How D2C Darling ThirdLove Went From Zero to a Million Customers

Dismayed by a shortage of high-quality bras, and limited store inventory, Heidi Zak co-founded the direct-to-consumer (D2C) startup ThirdLove in 2013. The mission was simple: make shopping for a bra a better experience. With a strong focus on personalization, ThirdLove stocked a wide range of sizes and styles and used customer data to create an innovative buyer journey.

The company has been making waves ever since and was named to Forbes’ "Next Billion-Dollar Startups" list in 2018. Josh Wolff, ThirdLove’s vice president of customer, traced the path behind the brand’s success. Hint: It’s no secret.

eMarketer: What channels did you focus on at launch?

Wolff: Facebook has been the most potent channel for us and hugely valuable in acquiring our first million customers. It’s no secret sauce—we were building a brand that didn’t exist, and we had a clear value proposition for an addressable market we could target via Facebook.

eMarketer: You’ve grown a lot since 2013—is Facebook still a core channel?

Wolff: You can think of Facebook as a storefront on the prime corner in the middle of downtown. You can do a lot with the real estate when you first open, but there’s only so much traffic. It’s the cream of the potential crop, and ultimately you have to grow beyond it.

eMarketer: Have you shifted focus to other channels?

Wolff: We’ve reached a point in our development where we see value in moving beyond traditional digital channels to increase brand awareness and reach customers. We launched our first national campaign this year, which included out-of-home [OOH] and TV ads. We’re also known as podcast advertisers, even to those who don’t buy bras, and it’s an area we’ll continue to invest in.

eMarketer: We’ve seen a lot of D2Cs like Casper and Bonobos launching brick-and-mortar stores. Is that something ThirdLove would consider?

Wolff: I don’t think any D2C should go the brick-and-mortar route simply for the sake of adding the channel. When brands do, it usually has something to do with creating a better experience or different product.

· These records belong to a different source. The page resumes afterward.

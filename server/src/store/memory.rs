//! In-memory job store used by orchestrator and worker tests.

use std::collections::HashMap;
use std::sync::RwLock;

use chrono::Utc;
use uuid::Uuid;

use crate::models::ExtractionJob;

use super::{is_terminal, JobStore, StoreError, STATUS_FAILED, STATUS_PENDING, STATUS_RUNNING, STATUS_SUCCEEDED};

#[derive(Default)]
pub struct MemoryStore {
    jobs: RwLock<HashMap<Uuid, ExtractionJob>>,
}

impl MemoryStore {
    pub fn new() -> Self {
        Self::default()
    }

    fn update<F>(&self, id: Uuid, apply: F) -> Result<(), StoreError>
    where
        F: FnOnce(&mut ExtractionJob),
    {
        let mut jobs = self.jobs.write().unwrap();
        let job = jobs.get_mut(&id).ok_or(StoreError::NotFound)?;
        // Same guard the SQL update carries in its WHERE clause.
        if is_terminal(&job.status) {
            return Ok(());
        }
        apply(job);
        job.updated_at = Utc::now();
        Ok(())
    }
}

impl JobStore for MemoryStore {
    fn create(&self, url: &str) -> Result<ExtractionJob, StoreError> {
        let now = Utc::now();
        let job = ExtractionJob {
            id: Uuid::new_v4(),
            url: url.to_string(),
            status: STATUS_PENDING.to_string(),
            attempt_count: 0,
            error_kind: None,
            error_message: None,
            document: None,
            created_at: now,
            updated_at: now,
        };
        self.jobs.write().unwrap().insert(job.id, job.clone());
        Ok(job)
    }

    fn get(&self, id: Uuid) -> Result<ExtractionJob, StoreError> {
        self.jobs
            .read()
            .unwrap()
            .get(&id)
            .cloned()
            .ok_or(StoreError::NotFound)
    }

    fn mark_running(&self, id: Uuid, attempt: i32) -> Result<(), StoreError> {
        self.update(id, |job| {
            job.status = STATUS_RUNNING.to_string();
            job.attempt_count = attempt;
        })
    }

    fn mark_succeeded(&self, id: Uuid, document: &str) -> Result<(), StoreError> {
        self.update(id, |job| {
            job.status = STATUS_SUCCEEDED.to_string();
            job.document = Some(document.to_string());
            job.error_kind = None;
            job.error_message = None;
        })
    }

    fn mark_failed(&self, id: Uuid, kind: &str, message: &str) -> Result<(), StoreError> {
        self.update(id, |job| {
            job.status = STATUS_FAILED.to_string();
            job.error_kind = Some(kind.to_string());
            job.error_message = Some(message.to_string());
            job.document = None;
        })
    }

    fn interrupted_ids(&self) -> Result<Vec<Uuid>, StoreError> {
        let jobs = self.jobs.read().unwrap();
        let mut interrupted: Vec<&ExtractionJob> = jobs
            .values()
            .filter(|job| job.status == STATUS_PENDING || job.status == STATUS_RUNNING)
            .collect();
        interrupted.sort_by_key(|job| job.created_at);
        Ok(interrupted.into_iter().map(|job| job.id).collect())
    }
}

#[cfg(test)]
mod tests {
    use super::*;

    #[test]
    fn terminal_rows_are_never_rewritten() {
        let store = MemoryStore::new();
        let job = store.create("https://chatgpt.com/share/abc").unwrap();

        store.mark_succeeded(job.id, "the document").unwrap();
        store.mark_failed(job.id, "unknown", "too late").unwrap();
        store.mark_running(job.id, 9).unwrap();

        let job = store.get(job.id).unwrap();
        assert_eq!(job.status, STATUS_SUCCEEDED);
        assert_eq!(job.document.as_deref(), Some("the document"));
        assert!(job.error_message.is_none());
        assert_eq!(job.attempt_count, 0);
    }

    #[test]
    fn result_and_error_are_mutually_exclusive() {
        let store = MemoryStore::new();
        let job = store.create("https://chatgpt.com/share/abc").unwrap();

        store.mark_running(job.id, 1).unwrap();
        store.mark_failed(job.id, "render_timeout", "shell never mounted").unwrap();

        let job = store.get(job.id).unwrap();
        assert_eq!(job.status, STATUS_FAILED);
        assert!(job.document.is_none());
        assert_eq!(job.error_kind.as_deref(), Some("render_timeout"));
    }

    #[test]
    fn interrupted_ids_skips_terminal_jobs() {
        let store = MemoryStore::new();
        let a = store.create("https://chatgpt.com/share/a").unwrap();
        let b = store.create("https://chatgpt.com/share/b").unwrap();
        let c = store.create("https://chatgpt.com/share/c").unwrap();

        store.mark_running(b.id, 1).unwrap();
        store.mark_succeeded(c.id, "done").unwrap();

        let ids = store.interrupted_ids().unwrap();
        assert!(ids.contains(&a.id));
        assert!(ids.contains(&b.id));
        assert!(!ids.contains(&c.id));
    }
}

One of the great things about being a D2C is we know more about our customer than retailers do. Because of our Fit Finder, we know shopping history, what someone’s size is, and whether it’s changed, or whether they’ve exchanged something they thought was their size and wasn’t. It gives us the luxury of being able to leverage data to give the best possible experience to the customer.

It’s something that would be dramatically harder if we were in a normal retail environment where people might come in, try a product, and walk out without us ever knowing who they were or whether they liked the product.